Une mauvaise interprétation de la nouvelle génération
Certes, cela a parfois fait ses preuves dans la société traditionnelle, en amenant des femmes victimes de violences quotidiennes dans leur vie conjugale à se taire et à prendre leur mal en patience. Mais à quel prix ? Se taire et ne rien dire ne veut pas forcément dire absence de souffrances.
Bassitan Traoré, 75 ans, 50 ans de vie conjugale, est un bon exemple. « J’ai supporté pas mal de moments difficiles avec mon mari. Mais nous sommes aujourd’hui fiers de nos six enfants », a-t-elle déclaré. Chaque femme doit- elle vraiment souffrir le martyre pour avoir une vie conjugale bien remplie ? Il y a lieu d’en douter.
Madina Sangaré déclare elle aussi avoir grandi dans un environnement où le divorce n’est pas envisageable malgré les violences dans le foyer. Mais malheureusement, elle s’est retrouvée un jour entre la vie et la mort à l’hôpital. « J’ai voulu porter plainte, je me suis entendu dire « Sabali! » (Tu dois pardonner !). Notre société ne verra pas d’un bon œil que tu emprisonnes le père de tes enfants. J’en souffre beaucoup, et je trouve que ma société ne rend pas justice aux femmes», confie Madina.

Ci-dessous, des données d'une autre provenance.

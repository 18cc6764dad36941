use game_core::*;
use std::cell::RefCell;
use std::rc::Rc;

fn scenario_config() -> SessionConfig {
    SessionConfig {
        field: Field::new(
            Vec2::new(-10.0, -5.0),
            Vec2::new(10.0, -5.0),
            Vec2::new(10.0, 5.0),
            Vec2::new(-10.0, 5.0),
        ),
        paddle_speed: 5.0,
        paddle_length: 2.0,
        target_score: 3,
        ball_initial_speed: 6.0,
        ball_max_speed: 15.0,
    }
}

fn scenario_session() -> GameSession {
    let mut session =
        create_session("game-1", "ball-1", &scenario_config(), Vec2::new(1.0, 0.0)).unwrap();
    session.add_player(Player::new("p1", "alice").unwrap()).unwrap();
    session.add_player(Player::new("p2", "bob").unwrap()).unwrap();
    session
}

/// Everything the dispatcher delivered, in order
fn recorder(dispatcher: &mut EventDispatcher) -> Rc<RefCell<Vec<DomainEvent>>> {
    let log = Rc::new(RefCell::new(Vec::new()));
    let sink = log.clone();
    dispatcher.subscribe_all(move |event| sink.borrow_mut().push(event.clone()));
    log
}

#[test]
fn test_construction_requires_positive_limits() {
    let valid = scenario_config();
    assert!(create_session("game", "ball", &valid, Vec2::X).is_ok());

    let mut config = valid.clone();
    config.ball_initial_speed = 0.0;
    assert!(create_session("game", "ball", &config, Vec2::X).is_err());

    let mut config = valid.clone();
    config.ball_max_speed = -3.0;
    assert!(create_session("game", "ball", &config, Vec2::X).is_err());

    assert!(create_session("game", " ", &valid, Vec2::X).is_err());
    assert!(create_session("", "ball", &valid, Vec2::X).is_err());
}

#[test]
fn test_join_events_reach_subscribers() {
    let mut dispatcher = EventDispatcher::new();
    let joined = Rc::new(RefCell::new(Vec::new()));
    let sink = joined.clone();
    dispatcher.subscribe::<PlayerJoined>(move |e| {
        sink.borrow_mut()
            .push((e.username.clone(), e.player_type, e.min_y, e.max_y))
    });

    let mut session = scenario_session();
    assert_eq!(dispatcher.dispatch(&mut session), 2);

    assert_eq!(
        *joined.borrow(),
        vec![
            ("alice".to_string(), PlayerType::Player1, -4.0, 4.0),
            ("bob".to_string(), PlayerType::Player2, -4.0, 4.0),
        ]
    );
}

#[test]
fn test_third_player_rejected_and_count_unchanged() {
    let mut session = scenario_session();
    let err = session
        .add_player(Player::new("p3", "carol").unwrap())
        .unwrap_err();

    assert_eq!(err, DomainError::CapacityExceeded { max: 2 });
    assert_eq!(session.player_count(), 2);
    assert_eq!(
        session.player_by_type(PlayerType::Player1).unwrap().id(),
        "p1"
    );
    assert_eq!(
        session.player_by_type(PlayerType::Player2).unwrap().id(),
        "p2"
    );
}

#[test]
fn test_paddle_moves_respect_bounds() {
    let mut dispatcher = EventDispatcher::new();
    let log = recorder(&mut dispatcher);
    let mut session = scenario_session();
    dispatcher.dispatch(&mut session);
    log.borrow_mut().clear();

    assert_eq!(session.move_player("p2", -4.0), Ok(true));
    assert_eq!(dispatcher.dispatch(&mut session), 1);
    assert_eq!(
        log.borrow()[0],
        DomainEvent::PlayerMoved(PlayerMoved {
            player_id: "p2".to_string(),
            paddle_y: -4.0,
        })
    );

    assert_eq!(session.move_player("p2", 4.5), Ok(false));
    assert_eq!(dispatcher.dispatch(&mut session), 0);
    assert_eq!(session.player("p2").unwrap().paddle_y(), -4.0);
}

#[test]
fn test_point_scored_resets_ball() {
    let mut dispatcher = EventDispatcher::new();
    let log = recorder(&mut dispatcher);
    let mut session = scenario_session();
    dispatcher.dispatch(&mut session);
    log.borrow_mut().clear();

    session.update_ball_direction(Vec2::new(1.0, 0.4), true).unwrap();
    session.move_ball(Vec2::new(8.0, 2.0)).unwrap();
    dispatcher.dispatch(&mut session);
    log.borrow_mut().clear();

    let outcome = session.move_ball(Vec2::new(11.0, 0.0)).unwrap();
    dispatcher.dispatch(&mut session);

    assert_eq!(outcome, BallOutcome::Scored(PlayerType::Player1));
    assert_eq!(session.player("p1").unwrap().score(), 1);
    assert_eq!(session.ball().position(), Vec2::ZERO);
    assert_eq!(session.ball().current_speed(), 6.0);
    assert_eq!(
        *log.borrow(),
        vec![
            DomainEvent::PlayerScored(PlayerScored {
                player_type: PlayerType::Player1,
                score: 1,
            }),
            DomainEvent::BallMoved(BallMoved {
                ball_id: "ball-1".to_string(),
                position: Vec2::ZERO,
            }),
        ]
    );
}

#[test]
fn test_winning_point_leaves_ball_untouched() {
    let mut dispatcher = EventDispatcher::new();
    let winners = Rc::new(RefCell::new(Vec::new()));
    let sink = winners.clone();
    dispatcher.subscribe::<PlayerWon>(move |e| sink.borrow_mut().push(e.clone()));

    let mut session = scenario_session();
    session.move_ball(Vec2::new(11.0, 0.0)).unwrap();
    session.move_ball(Vec2::new(11.0, 0.0)).unwrap();
    assert_eq!(session.player("p1").unwrap().score(), 2);

    session.update_ball_direction(Vec2::new(1.0, -0.2), true).unwrap();
    session.update_ball_direction(Vec2::new(1.0, 0.1), true).unwrap();
    session.move_ball(Vec2::new(9.9, 0.5)).unwrap();
    dispatcher.dispatch(&mut session);

    let position_before = session.ball().position();
    let speed_before = session.ball().current_speed();
    assert_eq!(speed_before, 8.0);

    let outcome = session.move_ball(Vec2::new(11.0, 0.0)).unwrap();
    dispatcher.dispatch(&mut session);

    assert_eq!(outcome, BallOutcome::Won(PlayerType::Player1));
    assert_eq!(session.player("p1").unwrap().score(), 3);
    assert_eq!(session.status(), SessionStatus::Finished);
    assert_eq!(session.ball().position(), position_before);
    assert_eq!(session.ball().current_speed(), speed_before);
    assert_eq!(
        *winners.borrow(),
        vec![PlayerWon {
            winner_id: "p1".to_string(),
            winner_username: "alice".to_string(),
            loser_id: "p2".to_string(),
            loser_username: "bob".to_string(),
        }]
    );
}

#[test]
fn test_speed_ratchet_stops_at_max() {
    let mut config = scenario_config();
    config.ball_max_speed = 8.0;
    let mut session = create_session("game", "ball", &config, Vec2::X).unwrap();

    let speeds: Vec<f32> = (0..4)
        .map(|_| session.update_ball_direction(Vec2::X, true).unwrap())
        .collect();
    assert_eq!(speeds, vec![7.0, 8.0, 8.0, 8.0]);

    assert_eq!(session.update_ball_direction(Vec2::NEG_X, false), Ok(8.0));
}

#[test]
fn test_dispatch_is_an_idempotent_drain() {
    let mut dispatcher = EventDispatcher::new();
    let log = recorder(&mut dispatcher);
    let mut session = scenario_session();

    session.move_player("p1", 1.0).unwrap();
    session.move_ball(Vec2::new(0.5, 0.5)).unwrap();
    session.update_ball_direction(Vec2::new(-1.0, 0.0), false).unwrap();

    assert_eq!(session.pending_events(), 5);
    assert_eq!(dispatcher.dispatch(&mut session), 5);
    assert_eq!(dispatcher.dispatch(&mut session), 0);
    assert_eq!(log.borrow().len(), 5);

    // Aggregate events first, then players in seat order, then the ball
    let kinds: Vec<_> = log.borrow().iter().map(DomainEvent::kind).collect();
    assert_eq!(
        kinds,
        vec![
            EventKind::PlayerJoined,
            EventKind::PlayerJoined,
            EventKind::PlayerMoved,
            EventKind::BallMoved,
            EventKind::BallDirectionUpdated,
        ]
    );
}

#[test]
fn test_leaving_player_is_announced() {
    let mut dispatcher = EventDispatcher::new();
    let left = Rc::new(RefCell::new(Vec::new()));
    let sink = left.clone();
    dispatcher.subscribe::<PlayerLeft>(move |e| sink.borrow_mut().push(e.player_id.clone()));

    let mut session = scenario_session();
    session.remove_player("p1").unwrap();
    dispatcher.dispatch(&mut session);

    assert_eq!(*left.borrow(), vec!["p1".to_string()]);
    assert_eq!(session.status(), SessionStatus::WaitingForPlayers);
    assert!(matches!(
        session.remove_player("p1"),
        Err(DomainError::PlayerNotFound(_))
    ));
}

Des garde-fous contre les extrêmes
« Mougnou ni sabali » conduit aussi parfois au sacrifice suprême. Oui, à la mort ! Le cas d’Aminata est assez illustratif. Battue à plusieurs reprises jusqu’au sang, elle n’a pas eu le courage de dénoncer son mari parce que, sa mère (son unique conseillère) ne l’encourageait pas. « Je lui ai toujours répété qu’une femme doit supporter, patienter et pardonner. Mais hélas, sa fidélité à ce conseil lui coûta la vie » témoigne sa maman, qui se sent coupable de cette mort.
Dans la société traditionnelle, la femme n’était certes pas l’égale de l’homme, mais il existait des garde-fous pour éviter les extrêmes. La vieille Bassitan Traoré a témoigné qu’elle a beaucoup souffert, mais n’a jamais été battue. Pour elle, « “mougnou ni sabali’’ signifie : patienter d’abord pour surmonter les temps durs avec son conjoint. Mais cela ne donne pas le droit aux hommes d’exercer des violences sur les femmes » a-t-elle expliqué.

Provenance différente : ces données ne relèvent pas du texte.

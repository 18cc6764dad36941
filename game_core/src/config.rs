use serde::{Deserialize, Serialize};

use crate::error::{require_positive, DomainError};
use crate::field::Field;
use crate::params::Params;

/// Session configuration
#[derive(Debug, Clone, PartialEq, Serialize, Deserialize)]
#[serde(default)]
pub struct SessionConfig {
    pub field: Field,
    pub paddle_speed: f32,
    pub paddle_length: f32,
    pub target_score: u32,
    pub ball_initial_speed: f32,
    pub ball_max_speed: f32,
}

impl Default for SessionConfig {
    fn default() -> Self {
        Self {
            field: Field::centered(Params::FIELD_WIDTH, Params::FIELD_HEIGHT),
            paddle_speed: Params::PADDLE_SPEED,
            paddle_length: Params::PADDLE_LENGTH,
            target_score: Params::TARGET_SCORE,
            ball_initial_speed: Params::BALL_SPEED_INITIAL,
            ball_max_speed: Params::BALL_SPEED_MAX,
        }
    }
}

impl SessionConfig {
    pub fn new() -> Self {
        Self::default()
    }

    /// Check every limit is strictly positive
    pub fn validate(&self) -> Result<(), DomainError> {
        require_positive(self.paddle_speed, "paddle_speed")?;
        require_positive(self.paddle_length, "paddle_length")?;
        if self.target_score == 0 {
            return Err(DomainError::NonPositive {
                field: "target_score",
            });
        }
        require_positive(self.ball_initial_speed, "ball_initial_speed")?;
        require_positive(self.ball_max_speed, "ball_max_speed")?;
        Ok(())
    }

    /// Inclusive paddle Y range for this field and paddle length
    pub fn paddle_bounds(&self) -> (f32, f32) {
        self.field.paddle_bounds(self.paddle_length)
    }
}
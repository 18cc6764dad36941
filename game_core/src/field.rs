use glam::Vec2;
use serde::{Deserialize, Serialize};

/// Rectangular playing field described by its four corners
#[derive(Debug, Clone, Copy, PartialEq, Serialize, Deserialize)]
pub struct Field {
    bottom_left: Vec2,
    bottom_right: Vec2,
    top_right: Vec2,
    top_left: Vec2,
}

impl Field {
    pub fn new(bottom_left: Vec2, bottom_right: Vec2, top_right: Vec2, top_left: Vec2) -> Self {
        Self {
            bottom_left,
            bottom_right,
            top_right,
            top_left,
        }
    }

    /// Field of the given size centered on the origin
    pub fn centered(width: f32, height: f32) -> Self {
        let half = Vec2::new(width, height) * 0.5;
        Self::new(
            Vec2::new(-half.x, -half.y),
            Vec2::new(half.x, -half.y),
            Vec2::new(half.x, half.y),
            Vec2::new(-half.x, half.y),
        )
    }

    pub fn bottom_left(&self) -> Vec2 {
        self.bottom_left
    }

    pub fn bottom_right(&self) -> Vec2 {
        self.bottom_right
    }

    pub fn top_right(&self) -> Vec2 {
        self.top_right
    }

    pub fn top_left(&self) -> Vec2 {
        self.top_left
    }

    /// Scoring edge on Player1's side
    pub fn left_x(&self) -> f32 {
        self.top_left.x
    }

    /// Scoring edge on Player2's side
    pub fn right_x(&self) -> f32 {
        self.top_right.x
    }

    pub fn bottom_y(&self) -> f32 {
        self.bottom_left.y
    }

    pub fn top_y(&self) -> f32 {
        self.top_left.y
    }

    pub fn width(&self) -> f32 {
        self.right_x() - self.left_x()
    }

    pub fn height(&self) -> f32 {
        self.top_y() - self.bottom_y()
    }

    /// Serve point for the ball
    pub fn center(&self) -> Vec2 {
        (self.bottom_left + self.bottom_right + self.top_right + self.top_left) * 0.25
    }

    /// Inclusive range a paddle center may occupy
    pub fn paddle_bounds(&self, paddle_length: f32) -> (f32, f32) {
        let half = paddle_length / 2.0;
        (self.bottom_y() + half, self.top_y() - half)
    }
}
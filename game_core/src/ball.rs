use glam::Vec2;

use crate::error::{require_non_blank, require_positive, DomainError};
use crate::events::{BallDirectionUpdated, BallMoved, DomainEvent, EventQueue, EventSource};
use crate::params::Params;

/// The ball. Speed ratchets up on paddle hits and drops back on every serve.
#[derive(Debug, Clone)]
pub struct Ball {
    id: String,
    initial_speed: f32,
    current_speed: f32,
    max_speed: f32,
    direction: Vec2, // not normalized
    position: Vec2,
    events: EventQueue,
}

impl Ball {
    pub fn new(
        id: impl Into<String>,
        initial_speed: f32,
        max_speed: f32,
        direction: Vec2,
        position: Vec2,
    ) -> Result<Self, DomainError> {
        let id = id.into();
        require_non_blank(&id, "ball id")?;
        require_positive(initial_speed, "ball_initial_speed")?;
        require_positive(max_speed, "ball_max_speed")?;

        Ok(Self {
            id,
            initial_speed,
            current_speed: initial_speed,
            max_speed,
            direction,
            position,
            events: EventQueue::new(),
        })
    }

    pub fn id(&self) -> &str {
        &self.id
    }

    pub fn initial_speed(&self) -> f32 {
        self.initial_speed
    }

    pub fn current_speed(&self) -> f32 {
        self.current_speed
    }

    pub fn max_speed(&self) -> f32 {
        self.max_speed
    }

    pub fn direction(&self) -> Vec2 {
        self.direction
    }

    pub fn position(&self) -> Vec2 {
        self.position
    }

    /// Velocity a physics driver should integrate
    pub fn velocity(&self) -> Vec2 {
        self.direction.normalize_or_zero() * self.current_speed
    }

    /// Place the ball without raising an event (construction only)
    pub(crate) fn place(&mut self, position: Vec2) {
        self.position = position;
    }

    pub(crate) fn move_to(&mut self, position: Vec2) {
        self.position = position;
        self.events.push(BallMoved {
            ball_id: self.id.clone(),
            position,
        });
    }

    /// Set a new direction. A paddle hit speeds the ball up by one step, capped at max speed.
    pub(crate) fn update_direction(&mut self, direction: Vec2, hit_by_player: bool) -> f32 {
        if hit_by_player && self.current_speed < self.max_speed {
            self.current_speed = (self.current_speed + Params::BALL_SPEED_STEP).min(self.max_speed);
        }
        self.direction = direction;
        self.events.push(BallDirectionUpdated {
            ball_id: self.id.clone(),
            direction,
            speed: self.current_speed,
        });
        self.current_speed
    }

    /// Back to serve speed at `center`. Raises a single `BallMoved`.
    pub(crate) fn serve_from(&mut self, center: Vec2) {
        self.current_speed = self.initial_speed;
        self.move_to(center);
    }
}

impl EventSource for Ball {
    fn take_events(&mut self) -> Vec<DomainEvent> {
        self.events.drain()
    }

    fn pending_events(&self) -> usize {
        self.events.len()
    }
}
use game_core::{DirectionSource, PlayerType};
use glam::Vec2;
use rand::rngs::StdRng;
use rand::{Rng, SeedableRng};

/// Seeded serve direction generator
pub struct RandomDirection(StdRng);

impl RandomDirection {
    pub fn new(seed: u64) -> Self {
        Self(StdRng::seed_from_u64(seed))
    }

    pub fn from_entropy() -> Self {
        Self(StdRng::from_entropy())
    }
}

impl Default for RandomDirection {
    fn default() -> Self {
        Self::new(12345)
    }
}

impl DirectionSource for RandomDirection {
    fn next_direction(&mut self, last_scorer: Option<PlayerType>) -> Vec2 {
        // Serve toward whoever was just scored against
        let x = match last_scorer {
            Some(PlayerType::Player1) => 1.0,
            Some(PlayerType::Player2) => -1.0,
            None => {
                if self.0.gen_bool(0.5) {
                    1.0
                } else {
                    -1.0
                }
            }
        };
        let y = self.0.gen_range(-1.0f32..1.0);
        Vec2::new(x, y)
    }
}
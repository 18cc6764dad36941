//! Errors raised by the session aggregate and its entities.

use thiserror::Error;

/// Failure of a domain operation. The aggregate state is unchanged whenever one is returned.
#[derive(Debug, Error, Clone, PartialEq)]
pub enum DomainError {
    /// An id or username was empty or whitespace only
    #[error("{field} must not be blank")]
    Blank { field: &'static str },

    /// A speed, length or score limit was zero, negative or NaN
    #[error("{field} must be strictly positive")]
    NonPositive { field: &'static str },

    #[error("session is full: {max} players already joined")]
    CapacityExceeded { max: usize },

    #[error("player already joined: {0}")]
    DuplicatePlayer(String),

    #[error("player not found: {0}")]
    PlayerNotFound(String),

    #[error("ball not found: {0}")]
    BallNotFound(String),

    /// Scoring needs both players seated
    #[error("session is not active")]
    SessionNotActive,

    #[error("session is finished")]
    SessionFinished,
}

/// Reject empty or whitespace-only identifiers.
pub(crate) fn require_non_blank(value: &str, field: &'static str) -> Result<(), DomainError> {
    if value.trim().is_empty() {
        return Err(DomainError::Blank { field });
    }
    Ok(())
}

/// Reject zero, negative and NaN values.
#[allow(clippy::neg_cmp_op_on_partial_ord)]
pub(crate) fn require_positive(value: f32, field: &'static str) -> Result<(), DomainError> {
    // `!(x > 0)` also catches NaN
    if !(value > 0.0) {
        return Err(DomainError::NonPositive { field });
    }
    Ok(())
}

Il est par conséquent clair que l’expression a été galvaudée et vidée de son vrai sens par beaucoup d’hommes de notre génération pour la réduire à la violence brute et inhumaine. Cela doit être combattu. D’ailleurs, de plus en plus de jeunes femmes n’hésitent pas à dénoncer leurs bourreaux devant les tribunaux pour demander que justice leur soit rendue.